SUPPLIED DATA Block Start
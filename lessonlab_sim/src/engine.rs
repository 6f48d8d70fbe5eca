//! Engine - owns the single mounted module, the tick counter and the log.

use lessonlab_core::{ActionSpec, EventLog, Journal, Module, ModuleError, ModuleSummary, Registry, Snapshot};
use lessonlab_core::DEFAULT_LOG_CAPACITY;
use lessonlab_env::{EntrySource, LogEntry, Severity, SimError, Tick};
use std::any::Any;
use std::fmt::Display;
use std::panic::{self, AssertUnwindSafe};
use std::time::Duration;
use tracing::{debug, info, warn};

/// Configuration for an engine.
#[derive(Debug, Clone)]
pub struct EngineConfig {
    /// Master seed handed to every module the engine creates
    pub seed: u64,

    /// Event log capacity
    pub log_capacity: usize,

    /// Auto-run pacing
    pub tick_interval: Duration,
}

impl Default for EngineConfig {
    fn default() -> Self {
        Self {
            seed: 42,
            log_capacity: DEFAULT_LOG_CAPACITY,
            tick_interval: Duration::from_millis(500),
        }
    }
}

impl EngineConfig {
    pub fn with_seed(mut self, seed: u64) -> Self {
        self.seed = seed;
        self
    }

    pub fn with_log_capacity(mut self, capacity: usize) -> Self {
        self.log_capacity = capacity;
        self
    }

    pub fn with_tick_interval(mut self, interval: Duration) -> Self {
        self.tick_interval = interval;
        self
    }
}

/// The simulation engine.
///
/// At most one module is mounted. `tick` resets to 0 exactly on mount and
/// reset and otherwise only grows. Nothing a module does, panics included,
/// escapes this type: failures become `[contract]` log lines and stop
/// auto-run.
pub struct Engine {
    config: EngineConfig,
    registry: Registry,
    mounted: Option<Box<dyn Module>>,
    tick: Tick,
    running: bool,

    /// Bumped whenever a run ends so a stale auto-run loop can tell
    run_epoch: u64,

    log: EventLog,
    snapshot: Option<Snapshot>,
}
use lessonlab_core::modules::balancer::BalancerState;
use lessonlab_core::modules::btree::BTreeState;
use lessonlab_core::modules::cache::CacheState;
use lessonlab_core::modules::consensus::ConsensusState;
use lessonlab_core::modules::cpu::CpuState;
use lessonlab_core::modules::database::DatabaseState;
use lessonlab_core::modules::memory::MemoryState;
use lessonlab_core::modules::request::{RequestState, STATUS_SERVER_ERROR};
use lessonlab_core::modules::tcp::TcpState;
use lessonlab_core::{Snapshot, DEFAULT_LOG_CAPACITY};
use lessonlab_env::{LogEntry, SimError, Tick};
use serde::Serialize;
use tracing::{debug, info, warn};

/// Results from running a scenario.
#[derive(Debug, Clone, Serialize)]
pub struct ScenarioResult {
    /// Scenario that was run
    #[serde(serialize_with = "serialize_scenario")]
    pub scenario: ScenarioId,

    /// Seed used
    pub seed: u64,

    /// Whether scenario passed all assertions
    pub passed: bool,

    /// Steps executed, summed over every mount
    pub total_ticks: u64,

    /// Failure message if any
    pub failure_reason: Option<String>,

    /// Metrics collected during run
    pub metrics: ScenarioMetrics,
}

fn serialize_scenario<S: serde::Serializer>(scenario: &ScenarioId, s: S) -> Result<S::Ok, S::Error> {
    s.serialize_str(scenario.name())
}

/// Metrics collected during scenario execution.
#[derive(Debug, Clone, Default, Serialize)]
pub struct ScenarioMetrics {
    pub steps: u64,
    pub faults_injected: u64,
    pub controls_invoked: u64,

    /// `[contract]` lines seen in the log
    pub contract_violations: u64,

    /// Log lines written, evicted ones included
    pub log_entries: u64,
}

type Check = Result<(), String>;

/// One engine plus the bookkeeping a scenario accumulates around it.
struct Session {
    engine: Engine,
    export: Option<SessionExport>,
    metrics: ScenarioMetrics,

    /// `EventLog::written()` at the last frame or remount
    mark: u64,
}

impl Session {
    fn new(config: EngineConfig, export: Option<SessionExport>) -> Self {
        Self {
            engine: Engine::new(config),
            export,
            metrics: ScenarioMetrics::default(),
            mark: 0,
        }
    }

    fn mount(&mut self, id: &str) -> Check {
        self.settle();
        self.mark = 0;
        self.engine.mount(id).map_err(failed)?;
        self.record();
        Ok(())
    }

    fn step(&mut self) -> Check {
        self.metrics.steps += 1;
        let outcome = self.engine.step();
        self.record();
        outcome.map_err(failed)
    }

    fn steps(&mut self, n: u64) -> Check {
        for _ in 0..n {
            self.step()?;
        }
        Ok(())
    }

    fn fault(&mut self, name: &str) -> Check {
        self.metrics.faults_injected += 1;
        let outcome = self.engine.invoke_fault(name);
        self.record();
        outcome.map_err(failed)
    }

    fn control(&mut self, name: &str) -> Check {
        self.metrics.controls_invoked += 1;
        let outcome = self.engine.invoke_control(name);
        self.record();
        outcome.map_err(failed)
    }

    fn reset(&mut self) {
        self.settle();
        self.mark = 0;
        self.engine.reset();
        self.record();
    }

    /// Log lines written by the last step or action.
    fn fresh_log(&self) -> Vec<LogEntry> {
        self.engine.log().since(self.mark)
    }

    fn snapshot(&self) -> Result<&Snapshot, String> {
        self.engine
            .current_snapshot()
            .ok_or_else(|| "no snapshot available".to_string())
    }

    fn snapshot_json(&self) -> Result<String, String> {
        self.snapshot()?.to_json_string().map_err(failed)
    }

    fn cpu(&self) -> Result<&CpuState, String> {
        self.snapshot()?.as_cpu().ok_or_else(|| wrong_kind("cpu"))
    }

    fn cache(&self) -> Result<&CacheState, String> {
        self.snapshot()?.as_cache().ok_or_else(|| wrong_kind("cache"))
    }

    fn memory(&self) -> Result<&MemoryState, String> {
        self.snapshot()?.as_memory().ok_or_else(|| wrong_kind("memory"))
    }

    fn request(&self) -> Result<&RequestState, String> {
        self.snapshot()?.as_request().ok_or_else(|| wrong_kind("request"))
    }

    fn database(&self) -> Result<&DatabaseState, String> {
        self.snapshot()?.as_database().ok_or_else(|| wrong_kind("database"))
    }

    fn consensus(&self) -> Result<&ConsensusState, String> {
        self.snapshot()?.as_consensus().ok_or_else(|| wrong_kind("consensus"))
    }

    fn btree(&self) -> Result<&BTreeState, String> {
        self.snapshot()?.as_btree().ok_or_else(|| wrong_kind("btree"))
    }

    fn tcp(&self) -> Result<&TcpState, String> {
        self.snapshot()?.as_tcp().ok_or_else(|| wrong_kind("tcp"))
    }

    fn balancer(&self) -> Result<&BalancerState, String> {
        self.snapshot()?.as_balancer().ok_or_else(|| wrong_kind("balancer"))
    }

    /// Writes a frame for everything since the previous one and moves the
    /// mark forward.
    fn record(&mut self) {
        let fresh = self.fresh_log();
        self.metrics.contract_violations += fresh.iter().filter(|e| e.is_violation()).count() as u64;
        if let Some(export) = self.export.as_mut() {
            export.add_frame(Frame {
                tick: self.engine.tick(),
                snapshot: self.engine.current_snapshot().cloned(),
                log: fresh,
            });
        }
        self.mark = self.engine.log().written();
    }

    /// Folds the current log into the totals before it gets cleared.
    fn settle(&mut self) {
        self.metrics.log_entries += self.engine.log().written();
    }
}

fn failed(e: SimError) -> String {
    e.to_string()
}

fn wrong_kind(expected: &str) -> String {
    format!("mounted module is not {}", expected)
}

fn ensure(condition: bool, reason: impl FnOnce() -> String) -> Check {
    if condition {
        Ok(())
    } else {
        Err(reason())
    }
}

/// Runs scripted scenarios.
pub struct ScenarioRunner {
    /// Seed handed to every engine
    seed: u64,

    /// Log capacity of every engine
    log_capacity: usize,
}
SUPPLIED DATA Block End
- PROMPT -
Looking at the records above, state the number of lines where the word "LogEntry" occurs, and write nothing beyond it.

- SOLUTION TO THIS EXERCISE -
3